KAPITEL NEUN
Die Haftanstalt Acklington lag an der Küste und damit fast auf Veras Heimweg. Es war nicht einfach gewesen, so spät am Nachmittag noch einen Besuchstermin bei Davy Sharp zu bekommen. Die offiziellen Besuche von Anwälten, Bewährungshelfern und Polizisten fanden vormittags statt, da waren die Gefängnisvorschriften unerbittlich. Es hatte Vera einige eingeforderte Gefälligkeiten und telefonische Wutausbrüche gekostet, bis sie endlich zugestimmt hatten. Jetzt hielt sie vor dem Gebäude und ging zum Tor. Über den ebenen Feldern zum Meer hin flimmerte die Hitze. Alles war still. Die Sonne brannte immer noch, und Vera spürte den Schweißfilm, der sich schon auf dem kurzen Weg zum Gefängnis auf Stirn und Nase gebildet hatte. Der Pförtner begrüßte sie mit Namen, obwohl sie ihn nicht zu kennen glaubte. Er war nett und plauderte ein wenig über das Wetter, während Vera ihm ihr Mobiltelefon aushändigte und sich in die Besucherliste eintrug.
«Wenn das nicht bald umschlägt, kriegen wir hier noch richtig Spaß», sagte er. «Die Hitze macht den Insassen zu schaffen. In den Werkstätten ist es kaum auszuhalten. Ist nur noch eine Frage der Zeit, bis einer loslegt, und dann können wir froh sein, wenn es keine richtige Meuterei gibt.»
Vera wartete im Besuchszimmer, während der Wärter Davy Sharp holen ging. Die ganze Hitze des Tages schien sich in diesem kleinen, quadratischen Raum zu stauen, und durch das Fenster oben an der Wand knallte immer noch die Sonne herein. Im Winter, auch das wusste sie, war es bitterkalt hier im Gefängnis, der Wind schien direkt aus Skandinavien hereinzuwehen. Vera versuchte, sich zu sammeln. Sie hatte schon früher mit Davy Sharp zu tun gehabt. Er konnte mürrisch und verstockt sein, aber auch ungeheuer liebenswürdig.
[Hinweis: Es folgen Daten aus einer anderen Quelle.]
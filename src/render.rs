//! Renderer - Vector Stage + Raster Stage
//!
//! Serializes a [`LayoutNode`] tree to SVG, rasterizes it with resvg into
//! a fixed-dimension pixmap, and encodes PNG. Failures in either stage are
//! absorbed here: the caller always receives an image of the requested
//! dimensions, at worst the pre-encoded fallback.

use std::collections::HashMap;
use std::fmt::Write as _;
use std::path::Path;
use std::sync::Arc;

use log::{debug, error, warn};
use thiserror::Error;

use crate::layout::{LayoutNode, NodeStyle};
use crate::request::ALLOWED_DIMENSIONS;

/// PNG file signature.
pub const PNG_SIGNATURE: [u8; 8] = [0x89, 0x50, 0x4E, 0x47, 0x0D, 0x0A, 0x1A, 0x0A];

/// Last-resort fallback: a 1x1 transparent PNG. Only reachable if pixmap
/// allocation itself fails, which the allow-listed dimensions rule out.
const MINIMAL_PNG: [u8; 67] = [
    0x89, 0x50, 0x4E, 0x47, 0x0D, 0x0A, 0x1A, 0x0A,
    0x00, 0x00, 0x00, 0x0D, 0x49, 0x48, 0x44, 0x52,
    0x00, 0x00, 0x00, 0x01, 0x00, 0x00, 0x00, 0x01,
    0x08, 0x06, 0x00, 0x00, 0x00, 0x1F, 0x15, 0xC4,
    0x89, 0x00, 0x00, 0x00, 0x0A, 0x49, 0x44, 0x41,
    0x54, 0x78, 0x9C, 0x63, 0x00, 0x01, 0x00, 0x00,
    0x05, 0x00, 0x01, 0x0D, 0x0A, 0x2D, 0xB4, 0x00,
    0x00, 0x00, 0x00, 0x49, 0x45, 0x4E, 0x44, 0xAE,
    0x42, 0x60, 0x82,
];

#[derive(Debug, Error)]
pub enum FontError {
    #[error("Font directory unreadable: {0}")]
    DirUnreadable(#[from] std::io::Error),
}

/// Font assets supplied to the renderer by the host's asset loader.
/// Uses the database type re-exported by usvg so the renderer and the
/// rasterizer always agree on it.
#[derive(Debug, Clone)]
pub struct FontCatalog {
    db: Arc<usvg::fontdb::Database>,
}

impl FontCatalog {
    /// Load fonts installed on the system.
    pub fn load_system() -> Self {
        let mut db = usvg::fontdb::Database::new();
        db.load_system_fonts();
        if db.len() == 0 {
            warn!("no system fonts found; text nodes will not rasterize");
        }
        Self { db: Arc::new(db) }
    }

    /// Load every font file under `dir` on top of the system fonts.
    /// An unreadable directory is the one catastrophic font condition
    /// and propagates.
    pub fn load_system_and_dir(dir: &Path) -> Result<Self, FontError> {
        std::fs::read_dir(dir)?;
        let mut db = usvg::fontdb::Database::new();
        db.load_system_fonts();
        db.load_fonts_dir(dir);
        Ok(Self { db: Arc::new(db) })
    }

    pub fn is_empty(&self) -> bool {
        self.db.len() == 0
    }
}

#[derive(Debug, Error)]
enum RasterError {
    #[error("Failed to parse SVG: {0}")]
    Svg(String),
    #[error("Failed to allocate {0}x{1} pixmap")]
    Pixmap(u32, u32),
    #[error("Failed to encode PNG: {0}")]
    Encode(String),
}

/// Result of one render call. Fallback output must never be cached.
#[derive(Debug, Clone)]
pub struct RenderOutput {
    pub bytes: Vec<u8>,
    pub fallback: bool,
}

pub struct Renderer {
    fonts: Arc<usvg::fontdb::Database>,
    /// Pre-encoded fallback per allowed size, produced once through an
    /// infallible pixmap-fill path that needs no fonts or SVG parsing.
    fallbacks: HashMap<(u32, u32), Vec<u8>>,
}

impl Renderer {
    pub fn new(fonts: FontCatalog) -> Self {
        let mut fallbacks = HashMap::new();
        for (w, h) in ALLOWED_DIMENSIONS {
            fallbacks.insert((w, h), encode_fallback(w, h));
        }
        Self { fonts: fonts.db, fallbacks }
    }

    /// Render the tree at exactly `width` x `height`. Never panics and
    /// never returns an error; a failed stage yields the fallback image.
    pub fn render(&self, tree: &LayoutNode, width: u32, height: u32) -> RenderOutput {
        match self.rasterize(tree, width, height) {
            Ok(bytes) => RenderOutput { bytes, fallback: false },
            Err(e) => {
                error!("render failed, substituting fallback image: {e}");
                RenderOutput {
                    bytes: self.fallback_bytes(width, height),
                    fallback: true,
                }
            }
        }
    }

    fn fallback_bytes(&self, width: u32, height: u32) -> Vec<u8> {
        self.fallbacks
            .get(&(width, height))
            .cloned()
            .unwrap_or_else(|| encode_fallback(width, height))
    }

    fn rasterize(&self, tree: &LayoutNode, width: u32, height: u32) -> Result<Vec<u8>, RasterError> {
        let svg = tree_to_svg(tree, width, height);
        debug!("vector stage produced {} bytes of SVG", svg.len());

        let options = usvg::Options {
            fontdb: Arc::clone(&self.fonts),
            ..Default::default()
        };
        let parsed = usvg::Tree::from_str(&svg, &options)
            .map_err(|e| RasterError::Svg(e.to_string()))?;

        let mut pixmap = tiny_skia::Pixmap::new(width, height)
            .ok_or(RasterError::Pixmap(width, height))?;
        resvg::render(&parsed, tiny_skia::Transform::default(), &mut pixmap.as_mut());

        pixmap.encode_png().map_err(|e| RasterError::Encode(e.to_string()))
    }
}

/// Stage (a): serialize the node tree to an SVG document. Positions and
/// sizes come verbatim from node styles.
pub fn tree_to_svg(tree: &LayoutNode, width: u32, height: u32) -> String {
    let mut defs = String::new();
    let mut body = String::new();
    let mut gradient_seq = 0usize;
    write_node(tree, &mut body, &mut defs, &mut gradient_seq);

    format!(
        concat!(
            r#"<svg xmlns="http://www.w3.org/2000/svg" width="{w}" height="{h}" "#,
            r#"viewBox="0 0 {w} {h}"><defs>{defs}</defs>{body}</svg>"#
        ),
        w = width,
        h = height,
        defs = defs,
        body = body,
    )
}

fn write_node(node: &LayoutNode, body: &mut String, defs: &mut String, gradient_seq: &mut usize) {
    match node {
        LayoutNode::Box { children, style } => {
            write_rect(style, body, defs, gradient_seq);
            for child in children {
                write_node(child, body, defs, gradient_seq);
            }
        }
        LayoutNode::Text { content, style } => write_text(content, style, body),
        LayoutNode::Image { src, style } => {
            let _ = write!(
                body,
                r#"<image x="{}" y="{}" width="{}" height="{}" href="{}"/>"#,
                style.x,
                style.y,
                style.width,
                style.height,
                escape_xml(src),
            );
        }
    }
}

fn write_rect(style: &NodeStyle, body: &mut String, defs: &mut String, gradient_seq: &mut usize) {
    let fill = if let Some(stops) = &style.gradient {
        let id = format!("g{}", *gradient_seq);
        *gradient_seq += 1;
        let _ = write!(
            defs,
            concat!(
                r#"<linearGradient id="{id}" x1="0" y1="0" x2="1" y2="1">"#,
                r#"<stop offset="0" stop-color="{a}"/><stop offset="1" stop-color="{b}"/>"#,
                r#"</linearGradient>"#
            ),
            id = id,
            a = stops[0],
            b = stops[1],
        );
        format!("url(#{id})")
    } else if let Some(fill) = &style.fill {
        fill.clone()
    } else {
        // grouping-only box, nothing to draw
        return;
    };

    let _ = write!(
        body,
        r#"<rect x="{}" y="{}" width="{}" height="{}" rx="{}" fill="{}" opacity="{}"/>"#,
        style.x, style.y, style.width, style.height, style.corner_radius, fill, style.opacity,
    );
}

fn write_text(content: &str, style: &NodeStyle, body: &mut String) {
    if content.is_empty() {
        return;
    }
    let color = style.color.as_deref().unwrap_or("#000000");
    // style.y is the top edge; SVG text is baseline-anchored
    let baseline = style.y + style.font_size;
    let _ = write!(
        body,
        concat!(
            r#"<text x="{}" y="{}" font-family="sans-serif" font-size="{}" "#,
            r#"font-weight="{}" fill="{}" opacity="{}">{}</text>"#
        ),
        style.x,
        baseline,
        style.font_size,
        style.font_weight,
        color,
        style.opacity,
        escape_xml(content),
    );
}

fn escape_xml(s: &str) -> String {
    let mut out = String::with_capacity(s.len());
    for c in s.chars() {
        match c {
            '&' => out.push_str("&amp;"),
            '<' => out.push_str("&lt;"),
            '>' => out.push_str("&gt;"),
            '"' => out.push_str("&quot;"),
            '\'' => out.push_str("&apos;"),
            _ => out.push(c),
        }
    }
    out
}

/// Build the fallback image: plain dark background with placeholder bars.
/// No fonts, no SVG parsing, so it cannot share failure modes with the
/// main path.
fn encode_fallback(width: u32, height: u32) -> Vec<u8> {
    let Some(mut pixmap) = tiny_skia::Pixmap::new(width, height) else {
        return MINIMAL_PNG.to_vec();
    };
    pixmap.fill(tiny_skia::Color::from_rgba8(15, 23, 42, 255));

    let mut paint = tiny_skia::Paint::default();
    paint.set_color(tiny_skia::Color::from_rgba8(148, 163, 184, 255));
    let bars = [
        (0.08, 0.40, 0.50, 0.06),
        (0.08, 0.52, 0.34, 0.04),
        (0.08, 0.62, 0.42, 0.04),
    ];
    for (x, y, w, h) in bars {
        if let Some(rect) = tiny_skia::Rect::from_xywh(
            x * width as f32,
            y * height as f32,
            w * width as f32,
            h * height as f32,
        ) {
            pixmap.fill_rect(rect, &paint, tiny_skia::Transform::identity(), None);
        }
    }

    pixmap.encode_png().unwrap_or_else(|_| MINIMAL_PNG.to_vec())
}
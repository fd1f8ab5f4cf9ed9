//! Layout Builder - Request to Node Tree
//!
//! Builds an ephemeral [`LayoutNode`] tree from a request and a registry
//! entry. Construction order is fixed; nodes whose backing data is absent
//! are omitted entirely rather than rendered empty.

use crate::registry::{RegistryEntry, TemplateId};
use crate::request::ImageRequest;

pub const FOOTER_DOMAIN: &str = "boswelldigital.com";

/// Style attributes a node carries into rendering. Positions and sizes are
/// absolute pixels in the target raster space.
#[derive(Debug, Clone, Default, PartialEq)]
pub struct NodeStyle {
    pub x: f32,
    pub y: f32,
    pub width: f32,
    pub height: f32,
    /// Solid fill color (CSS hex). Ignored when `gradient` is set.
    pub fill: Option<String>,
    /// Two-stop linear gradient, top-left to bottom-right.
    pub gradient: Option<[String; 2]>,
    pub corner_radius: f32,
    pub opacity: f32,
    pub font_size: f32,
    pub font_weight: u16,
    pub color: Option<String>,
}

impl NodeStyle {
    fn at(x: f32, y: f32, width: f32, height: f32) -> Self {
        Self {
            x,
            y,
            width,
            height,
            opacity: 1.0,
            ..Default::default()
        }
    }

    fn filled(mut self, color: &str) -> Self {
        self.fill = Some(color.to_string());
        self
    }

    fn rounded(mut self, radius: f32) -> Self {
        self.corner_radius = radius;
        self
    }

    fn faded(mut self, opacity: f32) -> Self {
        self.opacity = opacity;
        self
    }

    fn text(mut self, size: f32, weight: u16, color: &str) -> Self {
        self.font_size = size;
        self.font_weight = weight;
        self.color = Some(color.to_string());
        self
    }

    fn with_gradient(mut self, stops: [&'static str; 2]) -> Self {
        self.gradient = Some([stops[0].to_string(), stops[1].to_string()]);
        self
    }
}

/// Ephemeral layout tree. Built fresh per request, never persisted.
#[derive(Debug, Clone, PartialEq)]
pub enum LayoutNode {
    Box { children: Vec<LayoutNode>, style: NodeStyle },
    Text { content: String, style: NodeStyle },
    Image { src: String, style: NodeStyle },
}

impl LayoutNode {
    pub fn style(&self) -> &NodeStyle {
        match self {
            LayoutNode::Box { style, .. }
            | LayoutNode::Text { style, .. }
            | LayoutNode::Image { style, .. } => style,
        }
    }
}

/// Title font size in px, stepped down as the title grows.
pub fn title_font_size(len: usize) -> f32 {
    match len {
        0..=25 => 64.0,
        26..=45 => 56.0,
        46..=65 => 48.0,
        66..=85 => 40.0,
        _ => 34.0,
    }
}

/// Description font size in px.
pub fn description_font_size(len: usize) -> f32 {
    match len {
        0..=80 => 28.0,
        81..=140 => 24.0,
        _ => 21.0,
    }
}

/// Build the node tree for one request. Pure; cannot fail because the
/// registry entry is already resolved.
pub fn build(request: &ImageRequest, entry: RegistryEntry) -> LayoutNode {
    let w = request.width as f32;
    let h = request.height as f32;
    let palette = entry.palette;

    let mut children = Vec::new();

    // Decorative background shapes, purely cosmetic. Minimal skips them.
    match entry.template {
        TemplateId::Modern => {
            children.push(LayoutNode::Box {
                children: vec![],
                style: NodeStyle::at(w - 260.0, -140.0, 400.0, 400.0)
                    .filled(palette.accent)
                    .rounded(200.0)
                    .faded(0.18),
            });
            children.push(LayoutNode::Box {
                children: vec![],
                style: NodeStyle::at(-120.0, h - 180.0, 300.0, 300.0)
                    .filled(palette.accent)
                    .rounded(150.0)
                    .faded(0.12),
            });
        }
        TemplateId::Classic => {
            children.push(LayoutNode::Box {
                children: vec![],
                style: NodeStyle::at(0.0, 0.0, w, 14.0).filled(palette.accent),
            });
        }
        TemplateId::Minimal => {}
    }

    // Card container.
    let card_margin = 60.0;
    let card = NodeStyle::at(card_margin, card_margin, w - 2.0 * card_margin, h - 2.0 * card_margin)
        .filled(palette.card_background)
        .rounded(24.0);
    children.push(LayoutNode::Box { children: vec![], style: card });

    let content_x = card_margin + 60.0;
    let content_right = w - card_margin - 60.0;
    let mut cursor_y = card_margin + 70.0;

    // Branding mark.
    children.push(LayoutNode::Text {
        content: "BDS".to_string(),
        style: NodeStyle::at(content_x, cursor_y, 120.0, 36.0).text(30.0, 700, palette.accent),
    });

    // Page-type badge, absent for plain website pages.
    if let Some(label) = request.page_type.badge_label() {
        children.push(LayoutNode::Box {
            children: vec![LayoutNode::Text {
                content: label.to_string(),
                style: NodeStyle::at(content_right - 130.0, cursor_y - 4.0, 110.0, 24.0)
                    .text(18.0, 600, palette.text_primary),
            }],
            style: NodeStyle::at(content_right - 150.0, cursor_y - 26.0, 150.0, 40.0)
                .filled(palette.accent)
                .rounded(20.0)
                .faded(0.35),
        });
    }
    cursor_y += 80.0;

    // Title, wrapped to fit the card width at the tier's font size.
    let title_size = title_font_size(request.title.chars().count());
    let max_chars = ((content_right - content_x) / (title_size * 0.54)) as usize;
    let title_lines: Vec<String> = textwrap::wrap(&request.title, max_chars.max(8))
        .into_iter()
        .take(3)
        .map(|line| line.to_string())
        .collect();
    let line_height = title_size * 1.2;
    let mut title_children = Vec::new();
    for (i, line) in title_lines.iter().enumerate() {
        title_children.push(LayoutNode::Text {
            content: line.clone(),
            style: NodeStyle::at(content_x, cursor_y + i as f32 * line_height, content_right - content_x, line_height)
                .text(title_size, 800, palette.text_primary),
        });
    }
    cursor_y += title_lines.len().max(1) as f32 * line_height + 24.0;
    children.push(LayoutNode::Box {
        children: title_children,
        style: NodeStyle::at(content_x, cursor_y, content_right - content_x, 0.0),
    });

    // Description, omitted entirely when empty.
    if let Some(description) = request.description.as_deref().filter(|d| !d.is_empty()) {
        let desc_size = description_font_size(description.chars().count());
        let max_chars = ((content_right - content_x) / (desc_size * 0.5)) as usize;
        let desc_lines: Vec<String> = textwrap::wrap(description, max_chars.max(16))
            .into_iter()
            .take(2)
            .map(|line| line.to_string())
            .collect();
        let desc_height = desc_size * 1.4;
        for line in &desc_lines {
            children.push(LayoutNode::Text {
                content: line.clone(),
                style: NodeStyle::at(content_x, cursor_y, content_right - content_x, desc_height)
                    .text(desc_size, 400, palette.text_secondary),
            });
            cursor_y += desc_height;
        }
        cursor_y += 20.0;
    }

    // Tag chips, order preserved, trimmed at the normalizer.
    if !request.tags.is_empty() {
        let chip_height = 36.0;
        let mut chip_x = content_x;
        for tag in &request.tags {
            let chip_width = 32.0 + tag.chars().count() as f32 * 11.0;
            if chip_x + chip_width > content_right {
                break;
            }
            children.push(LayoutNode::Box {
                children: vec![LayoutNode::Text {
                    content: format!("#{tag}"),
                    style: NodeStyle::at(chip_x + 16.0, cursor_y + 24.0, chip_width - 32.0, 20.0)
                        .text(18.0, 500, palette.text_secondary),
                }],
                style: NodeStyle::at(chip_x, cursor_y, chip_width, chip_height)
                    .filled(palette.accent)
                    .rounded(18.0)
                    .faded(0.2),
            });
            chip_x += chip_width + 12.0;
        }
        cursor_y += chip_height + 24.0;
    }

    // Publish date label.
    if let Some(published) = request.published_time {
        let mut label = published.format("%B %-d, %Y").to_string();
        if let Some(author) = request.author.as_deref().filter(|a| !a.is_empty()) {
            label = format!("{author} · {label}");
        }
        children.push(LayoutNode::Text {
            content: label,
            style: NodeStyle::at(content_x, cursor_y, content_right - content_x, 24.0)
                .text(20.0, 400, palette.text_secondary),
        });
    } else if let Some(author) = request.author.as_deref().filter(|a| !a.is_empty()) {
        children.push(LayoutNode::Text {
            content: author.to_string(),
            style: NodeStyle::at(content_x, cursor_y, content_right - content_x, 24.0)
                .text(20.0, 400, palette.text_secondary),
        });
    }

    // Fixed footer domain label.
    children.push(LayoutNode::Text {
        content: FOOTER_DOMAIN.to_string(),
        style: NodeStyle::at(content_x, h - card_margin - 40.0, 400.0, 24.0)
            .text(22.0, 600, palette.accent),
    });

    LayoutNode::Box {
        children,
        style: NodeStyle::at(0.0, 0.0, w, h).with_gradient(palette.background),
    }
}

#[cfg(test)]
mod tests {
    use super::*;
    use crate::registry::{resolve, ThemeId};
    use chrono::TimeZone;

    fn root_children(node: &LayoutNode) -> &[LayoutNode] {
        match node {
            LayoutNode::Box { children, .. } => children,
            _ => panic!("root must be a box"),
        }
    }

    fn text_contents(node: &LayoutNode, out: &mut Vec<String>) {
        match node {
            LayoutNode::Box { children, .. } => {
                for child in children {
                    text_contents(child, out);
                }
            }
            LayoutNode::Text { content, .. } => out.push(content.clone()),
            LayoutNode::Image { .. } => {}
        }
    }

    fn all_text(node: &LayoutNode) -> Vec<String> {
        let mut out = Vec::new();
        text_contents(node, &mut out);
        out
    }

    #[test]
    fn title_font_steps_down_with_length() {
        assert_eq!(title_font_size(10), 64.0);
        assert_eq!(title_font_size(30), 56.0);
        assert_eq!(title_font_size(50), 48.0);
        assert_eq!(title_font_size(70), 40.0);
        assert_eq!(title_font_size(100), 34.0);
    }

    #[test]
    fn build_is_deterministic() {
        let request = ImageRequest::titled("Hello World");
        let entry = resolve(request.template, request.theme);
        assert_eq!(build(&request, entry), build(&request, entry));
    }

    #[test]
    fn absent_description_emits_no_node() {
        let mut request = ImageRequest::titled("Hello");
        request.description = Some("A description".to_string());
        let entry = resolve(request.template, request.theme);
        let with_desc = all_text(&build(&request, entry));
        request.description = None;
        let without = all_text(&build(&request, entry));
        assert!(with_desc.contains(&"A description".to_string()));
        assert_eq!(with_desc.len(), without.len() + 1);
    }

    #[test]
    fn footer_domain_is_always_last_text() {
        let request = ImageRequest::titled("Hello");
        let entry = resolve(request.template, request.theme);
        let texts = all_text(&build(&request, entry));
        assert_eq!(texts.last().unwrap(), FOOTER_DOMAIN);
    }

    #[test]
    fn tags_render_as_chips_in_order() {
        let mut request = ImageRequest::titled("Hello");
        request.tags = vec!["rust".into(), "web".into()];
        let entry = resolve(request.template, request.theme);
        let texts = all_text(&build(&request, entry));
        let rust_pos = texts.iter().position(|t| t == "#rust").unwrap();
        let web_pos = texts.iter().position(|t| t == "#web").unwrap();
        assert!(rust_pos < web_pos);
    }

    #[test]
    fn badge_only_for_non_website_pages() {
        let mut request = ImageRequest::titled("Hello");
        let entry = resolve(request.template, request.theme);
        assert!(!all_text(&build(&request, entry)).contains(&"ARTICLE".to_string()));
        request.page_type = crate::request::PageType::Article;
        assert!(all_text(&build(&request, entry)).contains(&"ARTICLE".to_string()));
    }

    #[test]
    fn publish_date_includes_author_when_present() {
        let mut request = ImageRequest::titled("Hello");
        request.author = Some("Jordan".to_string());
        request.published_time = Some(chrono::Utc.with_ymd_and_hms(2025, 3, 9, 0, 0, 0).unwrap());
        let entry = resolve(request.template, request.theme);
        let texts = all_text(&build(&request, entry));
        assert!(texts.iter().any(|t| t.contains("Jordan") && t.contains("2025")));
    }

    #[test]
    fn minimal_template_has_no_decorative_shapes() {
        let mut request = ImageRequest::titled("Hello");
        request.template = TemplateId::Minimal;
        let minimal = root_children(&build(&request, resolve(request.template, ThemeId::Dark))).len();
        request.template = TemplateId::Modern;
        let modern = root_children(&build(&request, resolve(request.template, ThemeId::Dark))).len();
        assert!(modern > minimal);
    }

    #[test]
    fn long_title_wraps_to_at_most_three_lines() {
        let request = ImageRequest::titled(
            "A very long marketing title that keeps going well past any sensible length limit for a social card",
        );
        let entry = resolve(request.template, request.theme);
        let texts = all_text(&build(&request, entry));
        let title_lines = texts
            .iter()
            .filter(|t| request.title.contains(t.as_str()))
            .count();
        assert!(title_lines >= 2 && title_lines <= 3);
    }

    #[test]
    fn root_covers_requested_dimensions() {
        let mut request = ImageRequest::titled("Hello");
        request.width = 1200;
        request.height = 1200;
        let entry = resolve(request.template, request.theme);
        let tree = build(&request, entry);
        assert_eq!(tree.style().width, 1200.0);
        assert_eq!(tree.style().height, 1200.0);
    }
}
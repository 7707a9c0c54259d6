//! Statelink protocol core implementation
//!
//! This module provides the comma-delimited framing, message tags, and the
//! checksummed state codec.

mod codec;
mod error;
pub mod framing;
mod message;
mod state;
mod types;

pub use codec::{checksum, decode_state, decode_state_into, decode_tokens_into, encode_state};
pub use error::{Error, Result};
pub use framing::{join, split, tag_message, untag_message};
pub use message::Message;
pub use state::AppState;
pub use types::{AppId, ExplMode, MessageType, NnMode};

/// Token delimiter
pub const DELIMITER: char = ',';

/// Number of value fields in a state record
pub const STATE_FIELD_COUNT: usize = 8;

/// Tokens in a state line (fields + checksum)
pub const STATE_TOKEN_COUNT: usize = STATE_FIELD_COUNT + 1;

/// Scale applied to float fields before they enter the checksum
pub const FLOAT_CHECKSUM_SCALING: f32 = 65536.0;
//! Message type tags and the integer-backed state enumerations

use std::fmt;

/// Message types, identified on the wire by a single ASCII character
#[derive(Debug, Clone, Copy, PartialEq, Eq, Hash)]
#[cfg_attr(feature = "serde", derive(serde::Serialize, serde::Deserialize))]
#[repr(u8)]
pub enum MessageType {
    /// Joystick movement
    Joystick = b'j',
    /// Button press or release
    Button = b'b',
    /// Pulse period measurement
    PulsePeriod = b'p',
    /// Slider position
    Slider = b's',
    /// Host asks the device for its state
    StateRequest = b'q',
    /// Device reports its full state
    StateDump = b'd',
    /// UI information for display
    UiInfo = b'u',
    /// MIDI note event
    MidiNote = b'n',
}

impl MessageType {
    /// Every message type, in tag table order
    pub const ALL: [Self; 8] = [
        Self::Joystick,
        Self::Button,
        Self::PulsePeriod,
        Self::Slider,
        Self::StateRequest,
        Self::StateDump,
        Self::UiInfo,
        Self::MidiNote,
    ];

    /// Convert from tag character
    #[must_use]
    pub const fn from_char(tag: char) -> Option<Self> {
        match tag {
            'j' => Some(Self::Joystick),
            'b' => Some(Self::Button),
            'p' => Some(Self::PulsePeriod),
            's' => Some(Self::Slider),
            'q' => Some(Self::StateRequest),
            'd' => Some(Self::StateDump),
            'u' => Some(Self::UiInfo),
            'n' => Some(Self::MidiNote),
            _ => None,
        }
    }

    /// Convert to tag character
    #[must_use]
    pub const fn as_char(self) -> char {
        self as u8 as char
    }
}

impl fmt::Display for MessageType {
    fn fmt(&self, f: &mut fmt::Formatter<'_>) -> fmt::Result {
        let name = match self {
            Self::Joystick => "Joystick",
            Self::Button => "Button",
            Self::PulsePeriod => "PulsePeriod",
            Self::Slider => "Slider",
            Self::StateRequest => "StateRequest",
            Self::StateDump => "StateDump",
            Self::UiInfo => "UiInfo",
            Self::MidiNote => "MidiNote",
        };
        write!(f, "{name}")
    }
}

macro_rules! state_enum {
    ($(#[$meta:meta])* $name:ident { $($(#[$cmeta:meta])* $konst:ident = $value:expr,)* }) => {
        $(#[$meta])*
        ///
        /// The device firmware owns this enumeration and casts any received
        /// integer into it, so every `i32` is representable here.
        #[derive(Debug, Clone, Copy, Default, PartialEq, Eq, Hash)]
        #[cfg_attr(feature = "serde", derive(serde::Serialize, serde::Deserialize))]
        #[cfg_attr(feature = "serde", serde(transparent))]
        pub struct $name(i32);

        impl $name {
            $($(#[$cmeta])* pub const $konst: Self = Self($value);)*

            /// Create from raw value
            #[must_use]
            pub const fn new(value: i32) -> Self {
                Self(value)
            }

            /// Raw integer value
            #[must_use]
            pub const fn value(self) -> i32 {
                self.0
            }

            /// Two's-complement reinterpretation used by the checksum
            #[must_use]
            #[allow(clippy::cast_sign_loss)]
            pub(crate) const fn checksum_term(self) -> u32 {
                self.0 as u32
            }
        }

        impl From<i32> for $name {
            fn from(value: i32) -> Self {
                Self(value)
            }
        }

        impl fmt::Display for $name {
            fn fmt(&self, f: &mut fmt::Formatter<'_>) -> fmt::Result {
                write!(f, "{}", self.0)
            }
        }
    };
}

state_enum! {
    /// Application running on the device
    AppId {
        /// Machine listening application
        MACHINE_LISTEN = 2,
    }
}

state_enum! {
    /// Neural network operating mode
    NnMode {
        /// Network is being trained
        TRAINING = 1,
    }
}

state_enum! {
    /// Parameter space exploration mode
    ExplMode {
        /// Exploring before training
        PRETRAIN = 1,
    }
}

#[cfg(test)]
mod tests {
    use super::*;

    #[test]
    fn test_message_type_roundtrip() {
        for msg_type in MessageType::ALL {
            let tag = msg_type.as_char();
            let decoded = MessageType::from_char(tag).unwrap();
            assert_eq!(msg_type, decoded);
        }
    }

    #[test]
    fn test_message_type_codes() {
        let codes: String = MessageType::ALL.iter().map(|t| t.as_char()).collect();
        assert_eq!(codes, "jbpsqdun");
        assert_eq!(MessageType::from_char('x'), None);
        assert_eq!(MessageType::from_char('J'), None);
    }

    #[test]
    fn test_state_enum_checksum_term() {
        assert_eq!(AppId::MACHINE_LISTEN.checksum_term(), 2);
        assert_eq!(NnMode::new(-1).checksum_term(), u32::MAX);
        assert_eq!(ExplMode::default().value(), 0);
        assert_eq!(ExplMode::from(7).to_string(), "7");
    }
}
Sie stellte ihn sich als Schauspieler vor oder als Chamäleon. Er konnte jede Rolle spielen, die die jeweilige Situation gerade erforderte, und man war sich nicht immer ganz sicher, wie man auf ihn reagieren sollte. Vor allem musste man sich klarmachen, dass er viel intelligenter war, als er vorgab. Und ihre eigenen Gedanken wanderten währenddessen immer wieder zu einem kühlen Bier, so frisch aus dem Kühlschrank, dass außen am Glas Wassertropfen herunterrannen. Sie hatte dieses Bild schon vor Augen, seit sie von Geoff Armstrong weggefahren war.
Draußen auf dem Flur waren schwere Stiefel zu hören, Schlüssel rasselten an einer Kette, dann wurde die Tür geöffnet. Davy trug Jeans, Turnschuhe und ein blau-weiß gestreiftes Hemd. Er glitt fast lautlos in den Raum. Den Lärm hatte der Gefängniswärter gemacht. Der blieb jetzt einen Augenblick stehen, wog den Schlüsselbund in der Hand und nickte dann vage in ihre Richtung, ohne sie dabei anzusehen oder etwas zu ihr zu sagen. Vera spürte, dass ihm dieser Eingriff in seinen Tagesablauf gar nicht passte, weil er den Insassen aus seiner Zelle holen und aus dem Gefängnistrakt hierherbringen musste, während seine Kumpels, die anderen Wärter, im Büro saßen, gemütlich Tee tranken und sich Witze erzählten. Er ging wieder nach draußen, setzte sich auf einen Stuhl und starrte mit leerem Blick vor sich hin. Vera stand auf, um die Tür zu schließen, nahm dabei den Geruch verschwitzter Körper wahr und hoffte sehr, dass Davy so stank und nicht sie. Sie zog ein Päckchen Zigaretten aus der Tasche und bot ihm eine an. Davy schob die Zigarette rasch zwischen die Lippen, zündete sie an und nahm einen tiefen Zug.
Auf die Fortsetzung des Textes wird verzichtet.